- [Task directions] Word for word, repeat each entry that follows.

***** Records supplied

//! Ordered provider fallback.
//!
//! A [`FallbackChain`] tries each [`Provider`] in priority order and returns
//! the first success. When every provider fails (or none is configured) it
//! answers from a terminal provider that cannot fail. Used for both price
//! series and news headlines.

use async_trait::async_trait;
use std::sync::Arc;
use std::time::Duration;
use tracing::{debug, info, warn};

use crate::error::ProviderError;

/// A fallible upstream source keyed by ticker.
#[async_trait]
pub trait Provider<T>: Send + Sync {
    /// Short name used in logs.
    fn name(&self) -> &str;

    /// Fetch data for `ticker`.
    async fn fetch(&self, ticker: &str) -> Result<T, ProviderError>;
}

/// Last resort of a chain; always produces a value.
pub trait TerminalProvider<T>: Send + Sync {
    fn name(&self) -> &str;

    fn fetch(&self, ticker: &str) -> T;
}

/// Which provider answered, and with what.
#[derive(Debug, Clone, PartialEq)]
pub struct ChainOutcome<T> {
    pub value: T,
    pub provider: String,
    /// True when the terminal provider answered.
    pub from_terminal: bool,
}

/// First-success-wins combinator over an ordered provider list.
pub struct FallbackChain<T> {
    providers: Vec<Arc<dyn Provider<T>>>,
    terminal: Arc<dyn TerminalProvider<T>>,
    attempt_timeout: Duration,
}

impl<T: Send + 'static> FallbackChain<T> {
    /// Create a chain with only the terminal provider.
    pub fn new(terminal: Arc<dyn TerminalProvider<T>>, attempt_timeout: Duration) -> Self {
        Self {
            providers: Vec::new(),
            terminal,
            attempt_timeout,
        }
    }

    /// Append a provider; providers are tried in insertion order.
    pub fn with_provider(mut self, provider: Arc<dyn Provider<T>>) -> Self {
        self.providers.push(provider);
        self
    }

    /// Names of the configured providers, in order, terminal last.
    pub fn provider_names(&self) -> Vec<String> {
        self.providers
            .iter()
            .map(|p| p.name().to_string())
            .chain(std::iter::once(self.terminal.name().to_string()))
            .collect()
    }

    /// Try every provider in order; fall back to the terminal provider.
    ///
    /// Each attempt is bounded by the chain's timeout. Errors are logged and
    /// never returned.
    pub async fn fetch(&self, ticker: &str) -> ChainOutcome<T> {
        for provider in &self.providers {
            debug!("[{}] Fetching {}", provider.name(), ticker);

            let result = match tokio::time::timeout(self.attempt_timeout, provider.fetch(ticker)).await {
                Ok(result) => result,
                Err(_) => Err(ProviderError::Timeout(self.attempt_timeout)),
            };

            match result {
                Ok(value) => {
                    debug!("[{}] Served {}", provider.name(), ticker);
                    return ChainOutcome {
                        value,
                        provider: provider.name().to_string(),
                        from_terminal: false,
                    };
                }
                Err(e) => {
                    warn!("[{}] Failed for {}: {}", provider.name(), ticker, e);
                }
            }
        }

        info!("Using {} data for {}", self.terminal.name(), ticker);
        ChainOutcome {
            value: self.terminal.fetch(ticker),
            provider: self.terminal.name().to_string(),
            from_terminal: true,
        }
    }
}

**********

- [Exercise response]
//! Ordered provider fallback.
//!
//! A [`FallbackChain`] tries each [`Provider`] in priority order and returns
//! the first success. When every provider fails (or none is configured) it
//! answers from a terminal provider that cannot fail. Used for both price
//! series and news headlines.

use async_trait::async_trait;
use std::sync::Arc;
use std::time::Duration;
use tracing::{debug, info, warn};

use crate::error::ProviderError;

/// A fallible upstream source keyed by ticker.
#[async_trait]
pub trait Provider<T>: Send + Sync {
    /// Short name used in logs.
    fn name(&self) -> &str;

    /// Fetch data for `ticker`.
    async fn fetch(&self, ticker: &str) -> Result<T, ProviderError>;
}

/// Last resort of a chain; always produces a value.
pub trait TerminalProvider<T>: Send + Sync {
    fn name(&self) -> &str;

    fn fetch(&self, ticker: &str) -> T;
}

/// Which provider answered, and with what.
#[derive(Debug, Clone, PartialEq)]
pub struct ChainOutcome<T> {
    pub value: T,
    pub provider: String,
    /// True when the terminal provider answered.
    pub from_terminal: bool,
}

/// First-success-wins combinator over an ordered provider list.
pub struct FallbackChain<T> {
    providers: Vec<Arc<dyn Provider<T>>>,
    terminal: Arc<dyn TerminalProvider<T>>,
    attempt_timeout: Duration,
}

impl<T: Send + 'static> FallbackChain<T> {
    /// Create a chain with only the terminal provider.
    pub fn new(terminal: Arc<dyn TerminalProvider<T>>, attempt_timeout: Duration) -> Self {
        Self {
            providers: Vec::new(),
            terminal,
            attempt_timeout,
        }
    }

    /// Append a provider; providers are tried in insertion order.
    pub fn with_provider(mut self, provider: Arc<dyn Provider<T>>) -> Self {
        self.providers.push(provider);
        self
    }

    /// Names of the configured providers, in order, terminal last.
    pub fn provider_names(&self) -> Vec<String> {
        self.providers
            .iter()
            .map(|p| p.name().to_string())
            .chain(std::iter::once(self.terminal.name().to_string()))
            .collect()
    }

    /// Try every provider in order; fall back to the terminal provider.
    ///
    /// Each attempt is bounded by the chain's timeout. Errors are logged and
    /// never returned.
    pub async fn fetch(&self, ticker: &str) -> ChainOutcome<T> {
        for provider in &self.providers {
            debug!("[{}] Fetching {}", provider.name(), ticker);

            let result = match tokio::time::timeout(self.attempt_timeout, provider.fetch(ticker)).await {
                Ok(result) => result,
                Err(_) => Err(ProviderError::Timeout(self.attempt_timeout)),
            };

            match result {
                Ok(value) => {
                    debug!("[{}] Served {}", provider.name(), ticker);
                    return ChainOutcome {
                        value,
                        provider: provider.name().to_string(),
                        from_terminal: false,
                    };
                }
                Err(e) => {
                    warn!("[{}] Failed for {}: {}", provider.name(), ticker, e);
                }
            }
        }

        info!("Using {} data for {}", self.terminal.name(), ticker);
        ChainOutcome {
            value: self.terminal.fetch(ticker),
            provider: self.terminal.name().to_string(),
            from_terminal: true,
        }
    }
}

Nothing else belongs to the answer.